OBJECTIVES: Brucellosis, whether in an endemic region or not, remains a diagnostic puzzle due to occasional misleading unusual presentations and non-specific symptoms. Presented herein is our 14-year experience with acute brucellosis at Sparta General Hospital, Lakonia, Greece.

METHODS: A case series of 144 patients admitted to the internal medicine, pediatrics, and urology departments, through evaluation of history, occupational data, serological tests, cultures of blood and other body fluids, and imaging studies. Patients were treated with a 21-day course of intramuscular streptomycin and a prolonged two-month course of doxycycline with a six-month follow-up.

RESULTS: Infected patients had a relevant occupational history in fewer than 20% of cases. Clinical manifestations included non-specific symptoms (fever, malaise, sweats, arthralgias, lower back pain, headache), findings such as splenomegaly (51%), osteoarticular involvement (42%), cervical lymphadenitis (31%), hepatomegaly (25%), genitourinary involvement (13% of men), cholecystitis (2%), breast abscess (0.7%), and acute abdomen (0.7%).

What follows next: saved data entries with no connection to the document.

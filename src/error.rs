//! Error types.
//!
//! Each concern has its own enum; [`EngineError`] wraps the ones that can
//! abort a run. Invalid actions are not errors: they are a regular step
//! outcome (see [`crate::engine::StepOutcome`]).

use std::path::PathBuf;

use thiserror::Error;

use crate::validation::ValidationError;

/// Errors from the cost model.
#[derive(Debug, Clone, PartialEq, Eq, Error)]
pub enum CostError {
    #[error(
        "invalid batch size {size} for item '{item}' on machine '{machine}' \
         (min={min}, max={max}, optimal={optimal}, partial={allow_partial})"
    )]
    InvalidBatchSize {
        machine: String,
        item: String,
        size: u32,
        min: u32,
        max: u32,
        optimal: u32,
        allow_partial: bool,
    },
}

/// Errors from dispatch policies.
#[derive(Debug, Error)]
pub enum PolicyError {
    #[error("failed to read policy artifact {path}: {source}")]
    ArtifactIo {
        path: PathBuf,
        #[source]
        source: std::io::Error,
    },

    #[error("failed to parse policy artifact {path}: {source}")]
    ArtifactParse {
        path: PathBuf,
        #[source]
        source: serde_json::Error,
    },

    #[error("malformed policy artifact: {0}")]
    Malformed(String),

    #[error("no valid action available")]
    NoValidAction,
}

/// Errors that abort engine construction or a run.
#[derive(Debug, Error)]
pub enum EngineError {
    #[error("scenario has no machines")]
    NoMachines,

    #[error(
        "invalid scenario input: {}",
        .0.iter().map(ToString::to_string).collect::<Vec<_>>().join("; ")
    )]
    InvalidInput(Vec<ValidationError>),

    #[error("action {action} out of range for {orders} orders x {machines} machines")]
    ActionOutOfRange {
        action: usize,
        orders: usize,
        machines: usize,
    },

    #[error("policy error: {0}")]
    Policy(#[from] PolicyError),
}

/// Errors while writing schedule artifacts.
#[derive(Debug, Error)]
pub enum ExportError {
    #[error("io error writing {path}: {source}")]
    Io {
        path: PathBuf,
        #[source]
        source: std::io::Error,
    },

    #[error("json serialization failed: {0}")]
    Json(#[from] serde_json::Error),

    #[error("csv serialization failed: {0}")]
    Csv(#[from] csv::Error),
}

/// Errors while loading configuration.
#[derive(Debug, Error)]
pub enum ConfigError {
    #[error("failed to read config {path}: {source}")]
    Io {
        path: PathBuf,
        #[source]
        source: std::io::Error,
    },

    #[error("failed to parse config: {0}")]
    Parse(#[from] toml::de::Error),

    #[error("invalid config value for {field}: {message}")]
    Invalid { field: &'static str, message: String },
}

pub type EngineResult<T> = Result<T, EngineError>;

#[cfg(test)]
mod tests {
    use super::*;

    #[test]
    fn test_invalid_batch_message() {
        let err = CostError::InvalidBatchSize {
            machine: "M1".into(),
            item: "A".into(),
            size: 11,
            min: 1,
            max: 10,
            optimal: 5,
            allow_partial: false,
        };
        let msg = err.to_string();
        assert!(msg.contains("invalid batch size 11"));
        assert!(msg.contains("max=10"));
    }

    #[test]
    fn test_policy_error_converts() {
        let err: EngineError = PolicyError::NoValidAction.into();
        assert!(matches!(err, EngineError::Policy(PolicyError::NoValidAction)));
        assert_eq!(err.to_string(), "policy error: no valid action available");
    }
}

Ninety-five percent of the patients had a serological titer > or =1/160 with culture-proven brucellosis. Overall, 82% of blood cultures and 100% of other body fluid cultures (synovial, bile) were positive. Ninety-seven percent of the patients were cured. Relapse in the follow-up period was observed in four patients who had not complied with treatment.

CONCLUSIONS: Brucellosis is an infection with multiple presentations, and whether in an endemic region or not, a thorough history of exposure and clinical suspicion are required since thresholds in serological evaluation may lead to misdiagnosis and withholding of adequate treatment.